Şimdiden teşekkürler.

Hiç detay vermemişsiniz.

Kazançlarını başka bir kadına harcayan veya kumar oynayan vs bir kocadan, sırf bu aile yapısına zarar verici hareketlerinin neticesinden kurtulmak için ev istenmesi diğer koşulların hep kadının lehine olduğunu düşünürsek şiddetli geçimsizliğe dayandırılacak bir boşanma davasında kadına kusur atfedilecek bir durum olarak değerlendirilemez bence. Başka...Mesela: Kadın zaten çok zengin bir kadınsa bir sürü evleri varsa bir tane de sanki çiçek istiyor gibi ev isteyebilir. Olamaz mı olabilir. Sonuçta herkesin talepleri kendine göre normal olabilir. Bu gibi örnekler çoğaltılabilir.

Ancak evlilik bir gelir kapısı değil. Sırf şımarıkça böyle bir istem, kullanmaya ve sevginin bittiğini göstermeye kanıt da olabilir. ANCAK başka delillerle birlikte boşanma nedeni olabilir bence.
Old 16-09-2011, 13:31   #5
üye31284

 
Varsayılan

Bu lüks düşkünlüğü olarak değerlendirilebilir mi somut olaya göre bakmak lazım... Değerlendirilemezse bile bazı yönlerden kıyas yaparsak aşağıdaki habere dair araştırmayı derinleştirmeniz iyi olabilir.

http://www.porttakal.com/haberler/gu...ti-346580.html

Bu arada çocuğun gözlere dikkat.
Old 20-09-2011, 11:47   #6
av.kadirpolat

 
Varsayılan

Öncelikli olarak ilginize teşekkür ederim.

Detaylandırmak istemememin sebepleri var ancak olayı daha anlaşılır kılmam gerekir ise;

Bir boşanma davasında, müvekkilim dava açmış ve dava devamında benim davaya vekil olarak dahil olmamı istedi. Davaya vekil olarak dahil olduktan sonra dinlettiğimiz şahitler, ayrılığa sebep olaylardan sonra, davacının davalıya aracı (minnetci) göndererek barışmak istediğini ancak davalının kendisine ev alması şartı ile barışacağını söylediğini, söylediler.

Şimdi burada iki farklı durum oluştur;

1.durum : Aracı gönderilmiş ise, yaşanan olaylardan dolayı dava açılması söz konusu olamaz. Zira barışma girişimi affetmek anlamına geliyor.

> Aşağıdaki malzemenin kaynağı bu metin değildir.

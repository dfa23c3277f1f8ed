//! # Dreams Stream Daemon Library (dreams-sd)
//!
//! Serves the endless chord stream over HTTP as Ogg/Opus.
//!
//! **Architecture:** every `/stream` connection runs its own
//! [`session::StreamSession`], which selects clips through the shared
//! weighted selector and hands each clip pair to a
//! [`encoder::SegmentEncoder`] (ffmpeg in production). Encoded bytes flow
//! through a bounded channel into the response body.

pub mod api;
pub mod encoder;
pub mod session;

pub use encoder::{CrossfadeDirective, FfmpegEncoder, SegmentEncoder, SegmentJob, SegmentOutcome};
pub use session::{CloseReason, SessionSummary, StreamSession, StreamSettings, StreamTracker};
//! HTTP server setup and routing
//!
//! Control endpoints, the status page and the SSE event stream for the
//! local player.

use crate::audio::{ClipLibrary, SharedVolume};
use crate::error::{Error, Result};
use crate::scheduler::Scheduler;
use axum::routing::{get, post};
use axum::Router;
use dreams_common::events::EventBus;
use dreams_common::sse::CloseSignal;
use sqlx::{Pool, Sqlite};
use std::future::Future;
use std::net::SocketAddr;
use std::sync::Arc;
use tokio::net::TcpListener;
use tower_http::cors::CorsLayer;
use tower_http::trace::TraceLayer;
use tracing::info;

/// Shared application context passed to all handlers
#[derive(Clone)]
pub struct AppContext {
    pub scheduler: Scheduler,
    pub library: Arc<ClipLibrary>,
    pub events: EventBus,
    pub db_pool: Pool<Sqlite>,
    /// Master volume shared with the audio output (0.0-1.0)
    pub volume: SharedVolume,
    /// Fired when graceful shutdown starts; ends open `/events` streams
    pub closing: CloseSignal,
}

/// Build the router with all routes
pub fn build_router(ctx: AppContext) -> Router {
    Router::new()
        .route("/", get(super::handlers::index))
        .route("/health", get(super::handlers::health))
        // Playback control
        .route("/playback/start", post(super::handlers::start))
        .route("/playback/stop", post(super::handlers::stop))
        .route("/playback/status", get(super::handlers::status))
        .route("/catalog", get(super::handlers::catalog))
        // Audio
        .route("/audio/volume", get(super::handlers::get_volume))
        .route("/audio/volume", post(super::handlers::set_volume))
        // SSE event stream
        .route("/events", get(super::handlers::events))
        .with_state(ctx)
        .layer(TraceLayer::new_for_http())
        // Local control page and tools on other ports
        .layer(CorsLayer::permissive())
}

/// Serve the API until `shutdown` resolves
pub async fn run<F>(ctx: AppContext, port: u16, shutdown: F) -> Result<()>
where
    F: Future<Output = ()> + Send + 'static,
{
    let addr = SocketAddr::from(([0, 0, 0, 0], port));
    info!("Starting HTTP server on {}", addr);

    let listener = tokio::net::TcpListener::bind(addr)
        .await
        .map_err(|e| Error::Http(format!("Failed to bind to {}: {}", addr, e)))?;

    serve(listener, ctx, shutdown).await
}

/// Serve on an already bound listener
///
/// Once `shutdown` resolves, open SSE responses are closed so the server
/// can drain and return.
pub async fn serve<F>(listener: TcpListener, ctx: AppContext, shutdown: F) -> Result<()>
where
    F: Future<Output = ()> + Send + 'static,
{
    let closing = ctx.closing.clone();
    let app = build_router(ctx);

    axum::serve(listener, app)
        .with_graceful_shutdown(async move {
            shutdown.await;
            info!("Shutting down HTTP server");
            closing.close();
        })
        .await
        .map_err(|e| Error::Http(format!("Server error: {}", e)))?;

    Ok(())
}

2.durum : Yukarıdaki durum karşısında ben de davanın dayanağı olarak yaşanan olayları değil, kadının eve dönmek için kendisine ev alınması şartını koşmasını, boşanma sebebi olarak sunmak istiyorum. Zira başka çıkış yolu yok.

Durum bundan ibaret.

Şimdi, şartlı barışma talebinin boşanma sebebi olduğu hususunu destekleyici yargıtay kararları bekliyorum.
Old 20-09-2011, 12:56   #7
Av.Cengiz Aladağ

 
Varsayılan

Alıntı:
Yazan av.kadirpolat
Öncelikli olarak ilginize teşekkür ederim.

Detaylandırmak istemememin sebepleri var ancak olayı daha anlaşılır kılmam gerekir ise;

Bir boşanma davasında, müvekkilim dava açmış ve dava devamında benim davaya vekil olarak dahil olmamı istedi. Davaya vekil olarak dahil olduktan sonra dinlettiğimiz şahitler, ayrılığa sebep olaylardan sonra, davacının davalıya aracı (minnetci) göndererek barışmak istediğini ancak davalının kendisine ev alması şartı ile barışacağını söylediğini, söylediler.

Şimdi burada iki farklı durum oluştur;

1.durum : Aracı gönderilmiş ise, yaşanan olaylardan dolayı dava açılması söz konusu olamaz. Zira barışma girişimi affetmek anlamına geliyor.

2.durum : Yukarıdaki durum karşısında ben de davanın dayanağı olarak yaşanan olayları değil, kadının eve dönmek için kendisine ev alınması şartını koşmasını, boşanma sebebi olarak sunmak istiyorum. Zira başka çıkış yolu yok.

Durum bundan ibaret.

Şimdi, şartlı barışma talebinin boşanma sebebi olduğu hususunu destekleyici yargıtay kararları bekliyorum.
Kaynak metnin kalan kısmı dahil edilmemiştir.